Lets do a slightly deeper dive here to find out the real reason behind this weirdness (if any).
Lets create 3 methods and look at their python bytecode and runtimes...
import dis
def func1(x, y):
return min(x, y)
def func2(x, y):
if x < y:
return x
return y
def func3(x, y):
return x ^ ((y ^ x) & -(x > y))
print "*" * 80
dis.dis(func1)
print "*" * 80
dis.dis(func2)
print "*" * 80
dis.dis(func3)
The output from this program is...
*****************************************************
4 0 LOAD_GLOBAL 0 (min)
3 LOAD_FAST 0 (x)
6 LOAD_FAST 1 (y)
9 CALL_FUNCTION 2
12 RETURN_VALUE
*****************************************************
7 0 LOAD_FAST 0 (x)
3 LOAD_FAST 1 (y)
6 COMPARE_OP 0 (<)
9 POP_JUMP_IF_FALSE 16
8 12 LOAD_FAST 0 (x)
15 RETURN_VALUE
9 >> 16 LOAD_FAST 1 (y)
19 RETURN_VALUE
*****************************************************
12 0 LOAD_FAST 0 (x)
3 LOAD_FAST 1 (y)
6 LOAD_FAST 0 (x)
9 BINARY_XOR
10 LOAD_FAST 0 (x)
13 LOAD_FAST 1 (y)
16 COMPARE_OP 4 (>)
19 UNARY_NEGATIVE
20 BINARY_AND
21 BINARY_XOR
22 RETURN_VALUE
Here are the running times of each of these functions
%timeit func1(4343,434234)
1000000 loops, best of 3: 282 ns per loop
%timeit func2(23432, 3243424)
10000000 loops, best of 3: 137 ns per loop
%timeit func3(928473, 943294)
1000000 loops, best of 3: 246 ns per loop
func2 is the fastest because it has the least amount of work to do in the python interpreter. How?. Looking at the bytecode for func2, we see that in either case of x > y or x < y, the python interpreter will execute 6 instructions.
func3 will execute 11 instructions (and is thus almost twice as slow as func2... in fact, its extremely close to 137.0 * 11 / 6 = 251 ns).
func1 has just 5 python instructions, and by the logic in the previous 2 points, we might think that func1 should probably be the fastest. However, there is a CALL_FUNCTION in there... and function calls have a lot of overhead in Python (because it creates a new eval frame for the function call - that's the thing that we see in the python stacktrace - a stack of eval frames).
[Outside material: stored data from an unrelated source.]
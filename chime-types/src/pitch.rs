use std::fmt;
use std::str::FromStr;

use crate::ModelError;

/// Symbolic pitch of a melody note.
///
/// Covers the C major octave the board's buzzer plays plus `Rest`.
/// Frequencies are whole Hz, which is all the tone command can carry.
#[derive(Debug, Clone, Copy, PartialEq, Eq, PartialOrd, Ord, Hash)]
pub enum Pitch {
    C4,
    D4,
    E4,
    F4,
    G4,
    A4,
    B4,
    C5,
    Rest,
}

impl Pitch {
    pub const COUNT: usize = 9;

    pub const ALL: [Pitch; Pitch::COUNT] = [
        Pitch::C4,
        Pitch::D4,
        Pitch::E4,
        Pitch::F4,
        Pitch::G4,
        Pitch::A4,
        Pitch::B4,
        Pitch::C5,
        Pitch::Rest,
    ];

    pub fn name(&self) -> &'static str {
        match self {
            Pitch::C4 => "C4",
            Pitch::D4 => "D4",
            Pitch::E4 => "E4",
            Pitch::F4 => "F4",
            Pitch::G4 => "G4",
            Pitch::A4 => "A4",
            Pitch::B4 => "B4",
            Pitch::C5 => "C5",
            Pitch::Rest => "REST",
        }
    }

    /// Frequency in Hz; 0 for a rest.
    pub fn frequency_hz(&self) -> u16 {
        match self {
            Pitch::C4 => 261,
            Pitch::D4 => 294,
            Pitch::E4 => 330,
            Pitch::F4 => 349,
            Pitch::G4 => 392,
            Pitch::A4 => 440,
            Pitch::B4 => 494,
            Pitch::C5 => 523,
            Pitch::Rest => 0,
        }
    }

    pub fn is_rest(&self) -> bool {
        self.frequency_hz() == 0
    }

    /// Position in [`Pitch::ALL`], used to key fixed-size lookup tables.
    pub fn index(&self) -> usize {
        *self as usize
    }
}

impl fmt::Display for Pitch {
    fn fmt(&self, f: &mut fmt::Formatter<'_>) -> fmt::Result {
        f.write_str(self.name())
    }
}

impl FromStr for Pitch {
    type Err = ModelError;

    fn from_str(s: &str) -> Result<Self, Self::Err> {
        match s.trim().to_ascii_uppercase().as_str() {
            "C4" => Ok(Pitch::C4),
            "D4" => Ok(Pitch::D4),
            "E4" => Ok(Pitch::E4),
            "F4" => Ok(Pitch::F4),
            "G4" => Ok(Pitch::G4),
            "A4" => Ok(Pitch::A4),
            "B4" => Ok(Pitch::B4),
            "C5" => Ok(Pitch::C5),
            "REST" | "R" => Ok(Pitch::Rest),
            _ => Err(ModelError::UnknownPitch(s.to_string())),
        }
    }
}

#[cfg(test)]
mod tests {
    use super::*;

    #[test]
    fn a4_is_440() {
        assert_eq!(Pitch::A4.frequency_hz(), 440);
    }

    #[test]
    fn only_rest_is_silent() {
        for pitch in Pitch::ALL {
            assert_eq!(pitch.is_rest(), pitch == Pitch::Rest, "{}", pitch);
        }
    }

    #[test]
    fn index_matches_all_order() {
        for (i, pitch) in Pitch::ALL.iter().enumerate() {
            assert_eq!(pitch.index(), i);
        }
    }

    #[test]
    fn parse_names() {
        assert_eq!("C4".parse::<Pitch>(), Ok(Pitch::C4));
        assert_eq!("c5".parse::<Pitch>(), Ok(Pitch::C5));
        assert_eq!("REST".parse::<Pitch>(), Ok(Pitch::Rest));
        assert_eq!(
            "H2".parse::<Pitch>(),
            Err(ModelError::UnknownPitch("H2".to_string()))
        );
    }

    #[test]
    fn display_matches_name() {
        for pitch in Pitch::ALL {
            assert_eq!(pitch.to_string().parse::<Pitch>(), Ok(pitch));
        }
    }
}
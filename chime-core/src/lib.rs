//! # chime-core
//!
//! Plays a melody on a Firmata board: a buzzer sounds each note through a
//! vendor tone sysex while an LED per pitch lights up for the note's length.
//!
//! ## Quick Start
//!
//! ```rust,ignore
//! use chime_core::board::Board;
//! use chime_core::config::Config;
//! use chime_core::session::run_session;
//! use chime_core::sleeper::shutdown_channel;
//!
//! let config = Config::load();
//! let board = Board::open(&config.serial_settings())?;
//! let (trigger, mut signal) = shutdown_channel();
//! // hand `trigger` to a Ctrl+C handler
//! run_session(board, config.playback_plan(), &mut signal)?;
//! ```
//!
//! ## Module Overview
//!
//! - [`firmata`]: wire encoding (tone sysex, digital port, pin mode) and the
//!   inbound parser
//! - [`board`]: `Board`, the single handle to the transport
//! - [`reader`]: background thread draining and parsing board replies
//! - [`sequencer`]: per-note timing and one pass over a melody
//! - [`session`]: play / pause / repeat loop with guaranteed LED teardown
//! - [`sleeper`]: blocking waits that Ctrl+C can cut short
//! - [`config`]: TOML configuration (embedded defaults + user override)

pub mod board;
pub mod config;
mod error;
pub mod firmata;
pub mod reader;
pub mod sequencer;
pub mod session;
pub mod sleeper;

pub use error::{ChimeError, ChimeResult};
//! Blocking waits that an interrupt can cut short.

use std::thread;
use std::time::Duration;

use crossbeam_channel::{Receiver, RecvTimeoutError, Sender, TrySendError};

/// What the caller should do after a wait.
#[derive(Debug, Clone, Copy, PartialEq, Eq)]
pub enum Flow {
    Continue,
    Interrupted,
}

/// Source of real-time delays for playback.
pub trait Sleeper {
    fn sleep(&mut self, duration: Duration) -> Flow;

    /// Non-blocking check for an interrupt that arrived outside any wait.
    fn is_interrupted(&mut self) -> bool {
        false
    }
}

/// Create a linked trigger/signal pair.
pub fn shutdown_channel() -> (ShutdownTrigger, ShutdownSignal) {
    let (tx, rx) = crossbeam_channel::bounded(1);
    (
        ShutdownTrigger { tx },
        ShutdownSignal {
            rx,
            tripped: false,
        },
    )
}

/// Cloneable sender side, safe to call from a signal handler thread.
#[derive(Debug, Clone)]
pub struct ShutdownTrigger {
    tx: Sender<()>,
}

impl ShutdownTrigger {
    pub fn trigger(&self) {
        match self.tx.try_send(()) {
            Ok(()) | Err(TrySendError::Full(())) => {}
            Err(TrySendError::Disconnected(())) => {
                log::debug!(target: "session", "shutdown requested after signal dropped")
            }
        }
    }
}

/// Sleeper that wakes early once the trigger fires. Stays tripped afterwards.
#[derive(Debug)]
pub struct ShutdownSignal {
    rx: Receiver<()>,
    tripped: bool,
}

impl Sleeper for ShutdownSignal {
    fn sleep(&mut self, duration: Duration) -> Flow {
        if self.tripped {
            return Flow::Interrupted;
        }
        match self.rx.recv_timeout(duration) {
            Ok(()) => {
                self.tripped = true;
                Flow::Interrupted
            }
            Err(RecvTimeoutError::Timeout) => Flow::Continue,
            Err(RecvTimeoutError::Disconnected) => {
                // Nobody can interrupt any more; fall back to a plain wait.
                thread::sleep(duration);
                Flow::Continue
            }
        }
    }

    fn is_interrupted(&mut self) -> bool {
        if !self.tripped && self.rx.try_recv().is_ok() {
            self.tripped = true;
        }
        self.tripped
    }
}
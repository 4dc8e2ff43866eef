//! # chime-types
//!
//! Shared data model for chime: pitches and their frequencies, beat counts,
//! tempo, melodies, and the pitch-to-indicator pin mapping.
//!
//! Everything here is plain data. Nothing in this crate touches the serial
//! link or sleeps.

mod error;
pub mod melody;
pub mod pin;
pub mod pitch;
pub mod timing;

pub use error::ModelError;
pub use melody::{Melody, Note};
pub use pin::{IndicatorMap, Pin};
pub use pitch::Pitch;
pub use timing::{Beats, Tempo};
More details : Because python is interpreted, each python bytecode instruction takes a lot longer than a single C/asm statement. In fact, you can take a look at the python interpreter source code to see that each instruction has an overhead of 30 or so C statements (this is from a very rough look at ceval.c python main interpreter loop). The for (;;) loop executes one python instruction per loop cycle (ignoring optimizations).
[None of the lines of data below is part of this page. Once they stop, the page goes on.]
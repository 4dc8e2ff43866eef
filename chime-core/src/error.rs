//! Error type shared by every fallible operation in chime-core.

use std::path::PathBuf;

use chime_types::ModelError;
use thiserror::Error;

/// Result type for chime-core operations.
pub type ChimeResult<T = ()> = Result<T, ChimeError>;

#[derive(Debug, Error)]
pub enum ChimeError {
    /// The serial port could not be opened. Fatal at startup.
    #[error("could not open serial port {port}: {source}")]
    Open {
        port: String,
        #[source]
        source: serialport::Error,
    },

    /// Writing to (or cloning) the transport failed.
    #[error("transport I/O error: {0}")]
    Io(#[from] std::io::Error),

    /// A value does not fit the 7-bit clean wire encoding.
    #[error("{field} value {value} exceeds wire maximum {max}")]
    OutOfRange {
        field: &'static str,
        value: u32,
        max: u32,
    },

    #[error(transparent)]
    Model(#[from] ModelError),

    #[error("invalid config {}: {message}", path.display())]
    Config { path: PathBuf, message: String },
}

impl ChimeError {
    pub(crate) fn open(port: &str, source: serialport::Error) -> Self {
        ChimeError::Open {
            port: port.to_string(),
            source,
        }
    }
}
//! Board: the one handle to the microcontroller.
//!
//! Owns the write side of the transport, the last digital mask written to
//! every port, and (when opened over serial) the inbound reader thread.
//! Created once at startup and passed by `&mut` to whatever needs to talk to
//! the board.

use std::io::Write;
use std::thread;
use std::time::Duration;

use chime_types::Pin;
use serialport::SerialPort;

use crate::firmata::{self, InboundMessage, PinMode, ToneCommand};
use crate::reader::InboundReader;
use crate::{ChimeError, ChimeResult};

/// Baud rate StandardFirmata listens on.
pub const DEFAULT_BAUD_RATE: u32 = 57_600;

/// Pins 0..=127 spread over 16 ports of eight.
const PORT_COUNT: usize = 16;

#[derive(Debug, Clone, PartialEq, Eq)]
pub struct SerialSettings {
    pub port: String,
    pub baud_rate: u32,
    /// Pause after opening; most boards reset when the port opens.
    pub settle: Duration,
    /// Read timeout for the reader thread, bounds how long close blocks.
    pub read_timeout: Duration,
}

impl Default for SerialSettings {
    fn default() -> Self {
        Self {
            port: "COM8".to_string(),
            baud_rate: DEFAULT_BAUD_RATE,
            settle: Duration::from_secs(2),
            read_timeout: Duration::from_millis(50),
        }
    }
}

pub struct Board<W: Write> {
    writer: W,
    port_masks: [u8; PORT_COUNT],
    inbound: Option<InboundReader>,
}

impl Board<Box<dyn SerialPort>> {
    /// Open the serial port, start the reader, and ask for the firmware name.
    pub fn open(settings: &SerialSettings) -> ChimeResult<Self> {
        let port = serialport::new(settings.port.as_str(), settings.baud_rate)
            .timeout(settings.read_timeout)
            .open()
            .map_err(|e| ChimeError::open(&settings.port, e))?;
        let read_half = port
            .try_clone()
            .map_err(|e| ChimeError::open(&settings.port, e))?;

        log::info!(
            target: "firmata",
            "opened {} at {} baud",
            settings.port,
            settings.baud_rate
        );

        let mut board = Board::new(port).with_reader(InboundReader::spawn(read_half));
        thread::sleep(settings.settle);
        board.request_firmware()?;
        Ok(board)
    }
}

impl<W: Write> Board<W> {
    /// Wrap an already-open transport. Every port starts all-low.
    pub fn new(writer: W) -> Self {
        Self {
            writer,
            port_masks: [0; PORT_COUNT],
            inbound: None,
        }
    }

    pub fn with_reader(mut self, reader: InboundReader) -> Self {
        self.inbound = Some(reader);
        self
    }

    pub fn set_pin_mode(&mut self, pin: Pin, mode: PinMode) -> ChimeResult {
        log::debug!(target: "firmata", "pin {} -> {:?}", pin, mode);
        self.write_frame(&firmata::set_pin_mode_message(pin, mode))
    }

    /// Drive one digital pin. The other pins of its port keep their last
    /// written level.
    pub fn digital_write(&mut self, pin: Pin, high: bool) -> ChimeResult {
        let port = pin.port();
        let bit = 1u8 << pin.port_bit();
        let current = self.port_masks[port as usize];
        let mask = if high { current | bit } else { current & !bit };
        self.write_frame(&firmata::digital_port_message(port, mask))?;
        // only cache what the board actually received
        self.port_masks[port as usize] = mask;
        Ok(())
    }

    /// Last level written to `pin`.
    pub fn digital_level(&self, pin: Pin) -> bool {
        self.port_masks[pin.port() as usize] & (1 << pin.port_bit()) != 0
    }

    /// Send a sysex command. `command` and `data` must be 7-bit clean.
    pub fn send_sysex(&mut self, command: u8, data: &[u8]) -> ChimeResult {
        if let Some(&byte) = std::iter::once(&command).chain(data).find(|&&b| b > 0x7F) {
            return Err(ChimeError::OutOfRange {
                field: "sysex byte",
                value: byte as u32,
                max: 0x7F,
            });
        }
        self.write_frame(&firmata::sysex(command, data))
    }

    /// Ask the buzzer on `pin` to sound `frequency_hz` for `duration_ms`.
    pub fn play_tone(&mut self, pin: Pin, frequency_hz: u32, duration_ms: u32) -> ChimeResult {
        let tone = ToneCommand::new(pin, frequency_hz, duration_ms)?;
        self.send_tone(&tone)
    }

    pub fn send_tone(&mut self, tone: &ToneCommand) -> ChimeResult {
        log::trace!(target: "firmata", "tone {:?}", tone);
        self.send_sysex(firmata::TONE_COMMAND, &tone.payload())
    }

    pub fn request_firmware(&mut self) -> ChimeResult {
        self.write_frame(&firmata::report_firmware_request())
    }

    /// Messages the reader has collected since the last poll.
    pub fn poll_inbound(&self) -> Vec<InboundMessage> {
        self.inbound
            .as_ref()
            .map(InboundReader::drain)
            .unwrap_or_default()
    }

    /// A reader was started and has since stopped; no further replies will
    /// arrive.
    pub fn inbound_closed(&self) -> bool {
        self.inbound
            .as_ref()
            .map_or(false, InboundReader::is_finished)
    }

    pub fn writer(&self) -> &W {
        &self.writer
    }

    /// Stop the reader and give back the transport.
    pub fn into_writer(mut self) -> W {
        self.inbound.take();
        self.writer
    }

    fn write_frame(&mut self, bytes: &[u8]) -> ChimeResult {
        self.writer.write_all(bytes)?;
        self.writer.flush()?;
        Ok(())
    }
}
https://github.com/python/cpython/blob/master/Python/ceval.c#L1221
So, with so much overhead for each instruction, there is no point in comparing 2 tiny C code snippets in python. One will take 34 and the other will take 32 cpu cycles, because the python interpreter adds 30 cycles overhead for each instruction.
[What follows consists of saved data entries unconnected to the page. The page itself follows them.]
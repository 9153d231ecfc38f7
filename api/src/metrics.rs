use once_cell::sync::Lazy;
use prometheus::{
    opts, Encoder, HistogramOpts, HistogramVec, IntCounter, IntCounterVec, IntGauge, Registry,
    TextEncoder,
};

macro_rules! counter_vec {
    ($name:expr, $help:expr, $labels:expr) => {
        Lazy::new(|| IntCounterVec::new(opts!($name, $help), $labels).unwrap())
    };
}
macro_rules! histogram_vec {
    ($name:expr, $help:expr, $labels:expr) => {
        Lazy::new(|| {
            HistogramVec::new(HistogramOpts::new($name, $help).buckets(LATENCY_BUCKETS.to_vec()), $labels)
                .unwrap()
        })
    };
}
macro_rules! counter {
    ($name:expr, $help:expr) => {
        Lazy::new(|| IntCounter::new($name, $help).unwrap())
    };
}
macro_rules! gauge {
    ($name:expr, $help:expr) => {
        Lazy::new(|| IntGauge::new($name, $help).unwrap())
    };
}

const LATENCY_BUCKETS: [f64; 11] = [
    0.001, 0.005, 0.01, 0.025, 0.05, 0.1, 0.25, 0.5, 1.0, 2.5, 5.0,
];

// ── HTTP ────────────────────────────────────────────────────────────────────
pub static HTTP_REQUESTS_TOTAL: Lazy<IntCounterVec> =
    counter_vec!("http_requests_total", "Total HTTP requests", &["method", "path", "status"]);
pub static HTTP_REQUEST_DURATION: Lazy<HistogramVec> =
    histogram_vec!("http_request_duration_seconds", "HTTP request latency", &["method", "path"]);

// ── Validation ──────────────────────────────────────────────────────────────
pub static VALIDATION_RUNS_TOTAL: Lazy<IntCounterVec> =
    counter_vec!("validation_runs_total", "Pipeline runs per endpoint", &["endpoint"]);
pub static VALIDATION_FAILURES_TOTAL: Lazy<IntCounterVec> =
    counter_vec!("validation_failures_total", "Rejected requests per endpoint", &["endpoint"]);
pub static RATE_LIMIT_REJECTIONS_TOTAL: Lazy<IntCounterVec> =
    counter_vec!("rate_limit_rejections_total", "Requests over an attempt threshold", &["action"]);
pub static DEPENDENCY_FAILURES_TOTAL: Lazy<IntCounterVec> =
    counter_vec!("dependency_failures_total", "Collaborator lookups that failed", &["service"]);
pub static BREACHED_PASSWORDS_TOTAL: Lazy<IntCounter> =
    counter!("breached_passwords_total", "Passwords found in the breach corpus");

// ── Process ─────────────────────────────────────────────────────────────────
pub static PROCESS_START_TIME: Lazy<IntGauge> =
    gauge!("process_start_time_seconds", "Unix time the process started");

pub fn register_all(r: &Registry) -> prometheus::Result<()> {
    r.register(Box::new(HTTP_REQUESTS_TOTAL.clone()))?;
    r.register(Box::new(HTTP_REQUEST_DURATION.clone()))?;
    r.register(Box::new(VALIDATION_RUNS_TOTAL.clone()))?;
    r.register(Box::new(VALIDATION_FAILURES_TOTAL.clone()))?;
    r.register(Box::new(RATE_LIMIT_REJECTIONS_TOTAL.clone()))?;
    r.register(Box::new(DEPENDENCY_FAILURES_TOTAL.clone()))?;
    r.register(Box::new(BREACHED_PASSWORDS_TOTAL.clone()))?;
    r.register(Box::new(PROCESS_START_TIME.clone()))?;
    PROCESS_START_TIME.set(chrono::Utc::now().timestamp());
    Ok(())
}

pub fn gather_metrics(r: &Registry) -> String {
    let encoder = TextEncoder::new();
    let families = r.gather();
    let mut buf = Vec::new();
    encoder.encode(&families, &mut buf).unwrap_or_default();
    String::from_utf8(buf).unwrap_or_default()
}

pub fn observe_http(method: &str, path: &str, status: u16, duration_secs: f64) {
    HTTP_REQUESTS_TOTAL
        .with_label_values(&[method, path, &status.to_string()])
        .inc();
    HTTP_REQUEST_DURATION
        .with_label_values(&[method, path])
        .observe(duration_secs);
}

pub fn record_validation(endpoint: &str, valid: bool) {
    VALIDATION_RUNS_TOTAL.with_label_values(&[endpoint]).inc();
    if !valid {
        VALIDATION_FAILURES_TOTAL.with_label_values(&[endpoint]).inc();
    }
}

pub fn record_rate_limited(action: &str) {
    RATE_LIMIT_REJECTIONS_TOTAL.with_label_values(&[action]).inc();
}

pub fn record_dependency_failure(service: &str) {
    DEPENDENCY_FAILURES_TOTAL.with_label_values(&[service]).inc();
}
In OP's C module, if we loop inside the C function to do the comparison a million times, that loop will not have the python interpreter's overhead for each instruction. It will probably run 30 to 40 times faster.
Tips for python optimization...
Profile your code to find hotspots, refactor hot code into its own function (write tests for hotspot before that to make sure refactor does not break stuff), avoid function calls from the hot code (inline functions if possible), use the dis module on new function to find ways to reduce the number of python instructions (if x is faster than if x is True... surprised?), and lastly modify your algorithm. Finally, if python speedup is not enough, reimplement your new function in C.
ps : The explanation above is simplified to keep the answer within reasonable size. For example, not all python instructions take the same amount of time, and there are optimizations, so not every instruction has the same overhead... and lot more things. Please ignore such omissions for the sake of brevity.